I get it. It’s your baby. You want it to be perfect. But it never will be. Every book you write will be better than the last. If you spend forever obsessing over the same book, you won’t progress. You’ll stagnate.

The more you write, the more you’ll learn how to dig yourself out of plot holes and craft compelling characters.

Think of it like treading water compared to swimming. The more you swim, the farther you travel and the better your technique gets.

Eventually you’ve got to stop thinking and just. Start. Writing.

Focusing too much on the wrong things

This is a trap that fantasy and sci-fi writers are most likely to fall into: you spend so much time planning and world building that you have no energy to write. 

Or, worse, you feel like you’ve already told the story so there’s nothing left to write. Then what do you do?

The first thing you can try is distance. If you’re still itching to come back to it, that’s a good sign! You can then go back to your notes to work out where to start. It doesn’t have to be the opening scene — nearly every one of my books I’ve started writing in the middle.

Your first draft doesn’t have to be written in chronological order. If you’ve already got an extensive plan to refer back to and you use a tool that helps you get organised like Scrivener or Novel Factory, it doesn’t matter what order you write your scenes in. After all, it’s called a first draft for a reason.

If you put it to the side and don’t want to go back to it, it may be time to move on to another project. It’s normal to outgrow writing projects and you shouldn’t feel like you have to go back to something.

Never finishing anything 

You can’t know how a story fits together without committing to finishing one. 

The more stories you finish, the more you learn. 

If you spend all your time writing beginnings, you’ll have stellar openings and flat — or worse — subpar endings that don’t live up to reader expectations. 

Writing skills are strengthened by how often you write and finish things. There’s no way around it.

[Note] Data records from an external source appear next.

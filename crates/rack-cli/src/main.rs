//! # rack: local app lifecycle CLI
//!
//! Starts a Compose-style app on the local container engine: builds and
//! pulls images, runs every service with prefixed output, and tears the
//! app down on Ctrl+C. Also builds, plans, and publishes app images.

#![allow(clippy::print_stdout, clippy::print_stderr)]
#![cfg_attr(test, allow(clippy::expect_used, clippy::unwrap_used))]

mod commands;
mod output;
mod signal;

use std::process::ExitCode;

use clap::Parser;
use tracing_subscriber::EnvFilter;

use crate::commands::Cli;

fn main() -> ExitCode {
    let cli = Cli::parse();
    init_tracing(cli.log_json);

    match commands::execute(cli) {
        Ok(code) => code,
        Err(e) => {
            output::print_failure(&e);
            ExitCode::FAILURE
        }
    }
}

/// Logs go to stderr so they never mix with container output on stdout.
fn init_tracing(json: bool) {
    let filter = EnvFilter::try_from_default_env().unwrap_or_else(|_| EnvFilter::new("warn"));
    let builder = tracing_subscriber::fmt()
        .with_env_filter(filter)
        .with_writer(std::io::stderr);
    if json {
        builder.json().init();
    } else {
        builder.init();
    }
}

If you’ve got several projects on the go at once, it will take you longer to finish each of them. It’s therefore more beneficial to focus on one project at a time before writing the next one. That way, you’ll have a clearer idea of the story as you go, making it more vivid for you and your reader.

Finishing one project at a time also ensures that you’ll learn from the process with each one.

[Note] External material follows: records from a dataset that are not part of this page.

//! Line multiplexer for container output.
//!
//! Every line is written as `<name padded> | <text>` under one lock, so
//! lines from different services interleave only at line boundaries.

use std::io::{self, BufRead, BufReader, IsTerminal, Read, Write};
use std::sync::{Arc, Mutex, PoisonError};

use rack_common::constants::SYSTEM_PREFIX_NAME;

const RESET: &str = "\x1b[0m";
const BOLD: &str = "\x1b[1m";

/// Colors assigned to services by start position.
pub const PALETTE: [&str; 5] = [
    "\x1b[36m", // cyan
    "\x1b[33m", // yellow
    "\x1b[32m", // green
    "\x1b[35m", // magenta
    "\x1b[34m", // blue
];

type SharedWriter = Arc<Mutex<Box<dyn Write + Send>>>;

/// Shared destination of all prefixed output.
#[derive(Clone)]
pub struct OutputMux {
    writer: SharedWriter,
    width: usize,
    color: bool,
}

impl std::fmt::Debug for OutputMux {
    fn fmt(&self, f: &mut std::fmt::Formatter<'_>) -> std::fmt::Result {
        f.debug_struct("OutputMux")
            .field("width", &self.width)
            .field("color", &self.color)
            .finish_non_exhaustive()
    }
}

impl OutputMux {
    /// Multiplexer over `writer`. Prefixes are padded to `longest_name`
    /// (never narrower than the system prefix).
    pub fn new(writer: impl Write + Send + 'static, longest_name: usize, color: bool) -> Self {
        Self {
            writer: Arc::new(Mutex::new(Box::new(writer))),
            width: longest_name.max(SYSTEM_PREFIX_NAME.len()),
            color,
        }
    }

    /// Multiplexer over the process stdout, colored when it is a terminal.
    #[must_use]
    pub fn stdout(longest_name: usize) -> Self {
        let color = io::stdout().is_terminal();
        Self::new(io::stdout(), longest_name, color)
    }

    /// Prefix of the service started at position `index`.
    #[must_use]
    pub fn prefix(&self, name: &str, index: usize) -> Prefix {
        let color = PALETTE[index % PALETTE.len()];
        self.make_prefix(name, color)
    }

    /// Prefix for run-wide messages.
    #[must_use]
    pub fn system(&self) -> Prefix {
        self.make_prefix(SYSTEM_PREFIX_NAME, BOLD)
    }

    fn make_prefix(&self, name: &str, color: &str) -> Prefix {
        let padded = format!("{name:<width$} |", width = self.width);
        let label = if self.color {
            format!("{color}{padded}{RESET}")
        } else {
            padded
        };
        Prefix {
            mux: self.clone(),
            label,
        }
    }

    fn write_line(&self, label: &str, text: &str) -> io::Result<()> {
        let line = format!("{label} {text}\n");
        let mut writer = self.writer.lock().unwrap_or_else(PoisonError::into_inner);
        writer.write_all(line.as_bytes())?;
        writer.flush()
    }
}

/// A service's (or the system's) labelled handle on the multiplexer.
#[derive(Debug, Clone)]
pub struct Prefix {
    mux: OutputMux,
    label: String,
}

impl Prefix {
    /// Writes one line.
    ///
    /// # Errors
    ///
    /// Returns an error if the underlying writer fails.
    pub fn line(&self, text: &str) -> io::Result<()> {
        self.mux.write_line(&self.label, text)
    }

    /// Copies `reader` line by line until end of stream. A final line
    /// without a newline is still written as a whole line.
    ///
    /// # Errors
    ///
    /// Returns the first read or write error.
    pub fn stream(&self, reader: impl Read) -> io::Result<()> {
        let mut reader = BufReader::new(reader);
        let mut buf = Vec::new();
        loop {
            buf.clear();
            if reader.read_until(b'\n', &mut buf)? == 0 {
                return Ok(());
            }
            while matches!(buf.last(), Some(b'\n' | b'\r')) {
                let _ = buf.pop();
            }
            self.line(&String::from_utf8_lossy(&buf))?;
        }
    }
}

I’ve published seven novels and novellas, and my plotting process is refined with every book I write. It’s an ongoing process.

It’s also worth keeping in mind that as you change, your writing process will likely change, too. What works for you on book one probably won’t still work by book four.

The key is to ensure that you have an emotional connection to what you’re writing, whether that’s through the characters or the story itself. The more emotionally connected to the material you are, the stronger you desire to finish it will be.


The most successful writers I’ve seen are never the ones with the Creative Writing degrees, they’re the ones with the business background. Why is that? Because they know that creativity is the least important part of your writing career. Follow your audience, not your creativity, and your prospects will improve dramatically.

Not only that, but don’t be too hard on yourself. The more you let your inner critic get you down, the longer it will take you to finish something and the longer it will take you to refine your craft. Commit to finishing something and you’ll be surprised at how much you learn.

What's holding you back as a writer?